> _REQUIRED ACTION_
In the lines below, look for "BidderId". Copy each line where it appears.

> _RECORD EXCERPTS_
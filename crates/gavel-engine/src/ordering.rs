//! Lot queue ordering policies.
//!
//! Every policy is deterministic: a seeded shuffle always produces the same
//! queue for the same catalog and seed, so a room can be replayed.

use std::collections::VecDeque;
use std::sync::Arc;

use gavel_types::{AuctionOrder, Lot, LotCategory};
use rand::SeedableRng;
use rand::rngs::StdRng;
use rand::seq::SliceRandom;

/// Arrange `lots` (in catalog order) according to `order`.
#[must_use]
pub fn order_lots(mut lots: Vec<Arc<Lot>>, order: &AuctionOrder) -> Vec<Arc<Lot>> {
    match order {
        AuctionOrder::AsLoaded => lots,
        AuctionOrder::Alphabetical => {
            lots.sort_by(|a, b| a.name.cmp(&b.name));
            lots
        }
        AuctionOrder::Attribute { key, descending } => {
            lots.sort_by(|a, b| {
                let ord = a.numeric_attribute(key).total_cmp(&b.numeric_attribute(key));
                if *descending { ord.reverse() } else { ord }
            });
            lots
        }
        AuctionOrder::Shuffled { seed } => {
            lots.shuffle(&mut StdRng::seed_from_u64(*seed));
            lots
        }
        AuctionOrder::Categories {
            sequence,
            shuffle_seed,
        } => {
            let mut rng = shuffle_seed.map(StdRng::seed_from_u64);
            let mut ordered = Vec::with_capacity(lots.len());
            let mut rest = lots;
            for category in sequence {
                let (mut batch, others): (Vec<_>, Vec<_>) =
                    rest.into_iter().partition(|lot| lot.category == *category);
                if let Some(rng) = rng.as_mut() {
                    batch.shuffle(rng);
                }
                ordered.extend(batch);
                rest = others;
            }
            ordered.extend(rest);
            ordered
        }
    }
}

/// Size of the batch opened by a lot of `category`: the lot itself plus the
/// queued lots of the same category directly behind it.
#[must_use]
pub fn batch_len(category: LotCategory, queue: &VecDeque<Arc<Lot>>) -> usize {
    1 + queued_run(category, queue)
}

/// Leading lots of `queue` that belong to `category`.
#[must_use]
pub fn queued_run(category: LotCategory, queue: &VecDeque<Arc<Lot>>) -> usize {
    queue
        .iter()
        .take_while(|lot| lot.category == category)
        .count()
}
//! Simulated bidders for the `simulate` command.
//!
//! Each bot follows the room's event stream, values every lot at a random
//! multiple of its base price, and raises the floor after a short random
//! think time while the next bid stays under its valuation. Rejections are
//! expected (another bot got there first) and only logged.

use std::sync::Arc;
use std::time::Duration;

use gavel_engine::AuctionHouse;
use gavel_types::{Amount, BidderId, RoomCode, RoomEvent, RoomNotification};
use rand::rngs::StdRng;
use rand::seq::SliceRandom;
use rand::{Rng, SeedableRng};
use tokio::sync::broadcast::Receiver;
use tokio::sync::broadcast::error::RecvError;

/// Tunables shared by every bot in a simulation.
#[derive(Debug, Clone)]
pub struct BotProfile {
    /// Chance of reacting to each floor change.
    pub appetite: f64,
    /// Highest valuation as a multiple of base price, in tenths.
    pub max_markup_tenths: u64,
    pub think_time: Duration,
    pub increments: Vec<Amount>,
}

#[derive(Debug, Default)]
struct Floor {
    base: Amount,
    amount: Amount,
    owner: Option<BidderId>,
    valuation: Amount,
}

/// Bid on behalf of `id` until the auction completes.
pub async fn run_bot(
    house: Arc<AuctionHouse>,
    code: RoomCode,
    id: BidderId,
    profile: BotProfile,
    seed: u64,
    mut events: Receiver<RoomNotification>,
) {
    let mut rng = StdRng::seed_from_u64(seed);
    let mut floor = Floor::default();
    loop {
        let event = match events.recv().await {
            Ok(n) => n.event,
            Err(RecvError::Lagged(missed)) => {
                tracing::debug!(bot = %id, missed, "Bot lagged behind room events");
                continue;
            }
            Err(RecvError::Closed) => return,
        };
        match event {
            RoomEvent::AuctionStarted { lot, .. } | RoomEvent::NextLot { lot, .. } => {
                let markup = rng.gen_range(10..=profile.max_markup_tenths.max(10));
                floor = Floor {
                    base: lot.base_price,
                    amount: lot.base_price,
                    owner: None,
                    valuation: lot.base_price / 10 * markup,
                };
            }
            RoomEvent::BidUpdated { amount, owner, .. } => {
                floor.amount = amount;
                floor.owner = Some(owner);
            }
            RoomEvent::AuctionComplete { .. } => return,
            _ => continue,
        }

        let holds_floor = floor.owner.as_ref() == Some(&id);
        if floor.base == 0 || holds_floor || !rng.gen_bool(profile.appetite.clamp(0.0, 1.0)) {
            continue;
        }
        let next = if floor.owner.is_none() {
            floor.amount
        } else {
            floor.amount + profile.increments.choose(&mut rng).copied().unwrap_or(0)
        };
        if next > floor.valuation {
            continue;
        }

        let millis = u64::try_from(profile.think_time.as_millis()).unwrap_or(u64::MAX);
        tokio::time::sleep(Duration::from_millis(rng.gen_range(0..=millis))).await;
        match house.place_bid(&code, &id, next).await {
            Ok(ack) => tracing::debug!(bot = %id, amount = ack.amount, "Bot bid"),
            Err(err) => tracing::debug!(bot = %id, amount = next, error = %err, "Bot bid rejected"),
        }
    }
}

> _YOUR SOLUTION_
use gavel_types::{Amount, BidderId, RoomCode, RoomEvent, RoomNotification};
    owner: Option<BidderId>,
    id: BidderId,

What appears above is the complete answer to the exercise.